I do not let my dogs eat rabbit poop (only one wants to), as rabbits can carry tularemia, which can infect most mammals (including humans) and can make them quite sick. Rabbits are the only species that sheds it in feces, rather than requiring a bite to spread it. It's nothing to mess with. I let the dogs eat horse poop (unless it's worming day at the barn), but rabbit poop is OFF LIMITS.


----------



## Scott75 (Jan 9, 2013)

Canaqua said:


> Bird poop is really liquidy and funny colored...some of the Canada Geese poop around here can be kind of solid, but it is unmistakeabely not mammal poop.
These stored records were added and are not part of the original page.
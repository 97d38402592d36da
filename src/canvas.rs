use image::imageops::{self, FilterType};
use image::RgbImage;

use crate::bbox::BoundingBox;
use crate::crop::TargetSize;
use crate::error::CropError;

/// Rejects images that have no pixels
pub fn ensure_valid(image: &RgbImage) -> Result<(), CropError> {
    let (width, height) = image.dimensions();
    if width == 0 || height == 0 {
        return Err(CropError::InvalidImage { width, height });
    }
    Ok(())
}

/// Copies `rect` out of the source image into a new buffer
pub fn extract(image: &RgbImage, rect: &BoundingBox) -> Result<RgbImage, CropError> {
    let rect = rect
        .clip_to(image.width(), image.height())
        .ok_or(CropError::EmptyCropResult)?;
    Ok(imageops::crop_imm(image, rect.x, rect.y, rect.width, rect.height).to_image())
}

/// Size of the crop once scaled to fit inside the target canvas
pub fn fitted_size(width: u32, height: u32, target: TargetSize) -> (u32, u32) {
    let scale = (target.width as f64 / width as f64).min(target.height as f64 / height as f64);
    let fitted_w = ((width as f64 * scale).round() as u32).clamp(1, target.width);
    let fitted_h = ((height as f64 * scale).round() as u32).clamp(1, target.height);
    (fitted_w, fitted_h)
}

/// Resizes a crop to fit the target canvas, preserving aspect ratio
///
/// # Returns
/// A black canvas of exactly `target` size with the resized crop pasted in the middle
pub fn letterbox(crop: &RgbImage, target: TargetSize) -> Result<RgbImage, CropError> {
    let (width, height) = crop.dimensions();
    if width == 0 || height == 0 {
        return Err(CropError::EmptyCropResult);
    }
    if target.width == 0 || target.height == 0 {
        return Err(CropError::ResizeFailure(format!(
            "target size {}x{} has no pixels",
            target.width, target.height
        )));
    }

    let (fitted_w, fitted_h) = fitted_size(width, height, target);
    let scaled = if (fitted_w, fitted_h) == (width, height) {
        crop.clone()
    } else {
        imageops::resize(crop, fitted_w, fitted_h, FilterType::Lanczos3)
    };
    if scaled.dimensions() != (fitted_w, fitted_h) {
        return Err(CropError::ResizeFailure(format!(
            "expected {}x{}, got {}x{}",
            fitted_w,
            fitted_h,
            scaled.width(),
            scaled.height()
        )));
    }

    // Black background, crop centered with truncating offsets
    let mut result = RgbImage::new(target.width, target.height);
    let x_offset = (target.width - fitted_w) / 2;
    let y_offset = (target.height - fitted_h) / 2;
    imageops::overlay(&mut result, &scaled, x_offset as i64, y_offset as i64);

    Ok(result)
}

#[cfg(test)]
mod tests {
    use super::*;
    use image::Rgb;

    fn filled(width: u32, height: u32) -> RgbImage {
        RgbImage::from_pixel(width, height, Rgb([200, 120, 40]))
    }

    fn is_black(pixel: &Rgb<u8>) -> bool {
        pixel.0 == [0, 0, 0]
    }

    #[test]
    fn test_ensure_valid() {
        assert!(ensure_valid(&filled(1, 1)).is_ok());
        assert!(matches!(
            ensure_valid(&RgbImage::new(0, 10)),
            Err(CropError::InvalidImage { width: 0, height: 10 })
        ));
    }

    #[test]
    fn test_extract_copies_region() {
        let mut image = RgbImage::new(10, 10);
        image.put_pixel(4, 5, Rgb([255, 0, 0]));
        let crop = extract(&image, &BoundingBox::new(3, 4, 4, 3)).unwrap();
        assert_eq!(crop.dimensions(), (4, 3));
        assert_eq!(crop.get_pixel(1, 1), &Rgb([255, 0, 0]));

        // Source untouched
        assert_eq!(image.get_pixel(4, 5), &Rgb([255, 0, 0]));
    }

    #[test]
    fn test_extract_empty_rect_is_error() {
        let image = filled(10, 10);
        assert!(matches!(
            extract(&image, &BoundingBox::new(2, 2, 0, 5)),
            Err(CropError::EmptyCropResult)
        ));
        assert!(matches!(
            extract(&image, &BoundingBox::new(20, 20, 5, 5)),
            Err(CropError::EmptyCropResult)
        ));
    }

    #[test]
    fn test_letterbox_wide_crop_gets_horizontal_bands() {
        // 600x200 into 300x400: scale 0.5, 300x100, 150px bands top and bottom
        let crop = filled(600, 200);
        let target = TargetSize::new(300, 400);
        assert_eq!(fitted_size(600, 200, target), (300, 100));

        let result = letterbox(&crop, target).unwrap();
        assert_eq!(result.dimensions(), (300, 400));

        for y in 0..150 {
            for x in 0..300 {
                assert!(is_black(result.get_pixel(x, y)));
                assert!(is_black(result.get_pixel(x, 399 - y)));
            }
        }
        // Content fills the middle band
        assert!(!is_black(result.get_pixel(150, 200)));
        assert!(!is_black(result.get_pixel(0, 150)));
        assert!(!is_black(result.get_pixel(299, 249)));
    }

    #[test]
    fn test_letterbox_tall_crop_gets_vertical_bands() {
        // 100x800 into 300x400: scale 0.5, 50x400, offset (300 - 50) / 2 = 125
        let crop = filled(100, 800);
        let result = letterbox(&crop, TargetSize::new(300, 400)).unwrap();
        assert_eq!(result.dimensions(), (300, 400));

        for y in 0..400 {
            for x in 0..125 {
                assert!(is_black(result.get_pixel(x, y)));
            }
            for x in 175..300 {
                assert!(is_black(result.get_pixel(x, y)));
            }
            assert!(!is_black(result.get_pixel(150, y)));
        }
    }

    #[test]
    fn test_letterbox_matching_aspect_has_no_padding() {
        let crop = filled(150, 200);
        let result = letterbox(&crop, TargetSize::new(300, 400)).unwrap();
        assert_eq!(result.dimensions(), (300, 400));
        assert!(!is_black(result.get_pixel(0, 0)));
        assert!(!is_black(result.get_pixel(299, 399)));
    }

    #[test]
    fn test_letterbox_odd_padding_truncates_offset() {
        // 10x10 into 5x8: scale 0.5, 5x5, y offset (8 - 5) / 2 = 1
        let result = letterbox(&filled(10, 10), TargetSize::new(5, 8)).unwrap();
        assert!(is_black(result.get_pixel(2, 0)));
        assert!(!is_black(result.get_pixel(2, 1)));
        assert!(!is_black(result.get_pixel(2, 5)));
        assert!(is_black(result.get_pixel(2, 6)));
        assert!(is_black(result.get_pixel(2, 7)));
    }

    #[test]
    fn test_letterbox_rejects_empty_target() {
        assert!(matches!(
            letterbox(&filled(10, 10), TargetSize::new(0, 10)),
            Err(CropError::ResizeFailure(_))
        ));
    }

    #[test]
    fn test_letterbox_extreme_aspect_keeps_one_pixel() {
        let result = letterbox(&filled(4000, 1), TargetSize::new(300, 400)).unwrap();
        assert_eq!(result.dimensions(), (300, 400));
        assert!(!is_black(result.get_pixel(150, 199)));
    }
}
What you are finding sounds like rabbit poop.
> 
> I do not let my dogs eat rabbit poop (only one wants to), as rabbits can carry tularemia, which can infect most mammals (including humans) and can make them quite sick. Rabbits are the only species that sheds it in feces, rather than requiring a bite to spread it. It's nothing to mess with. I let the dogs eat horse poop (unless it's worming day at the barn), but rabbit poop is OFF LIMITS.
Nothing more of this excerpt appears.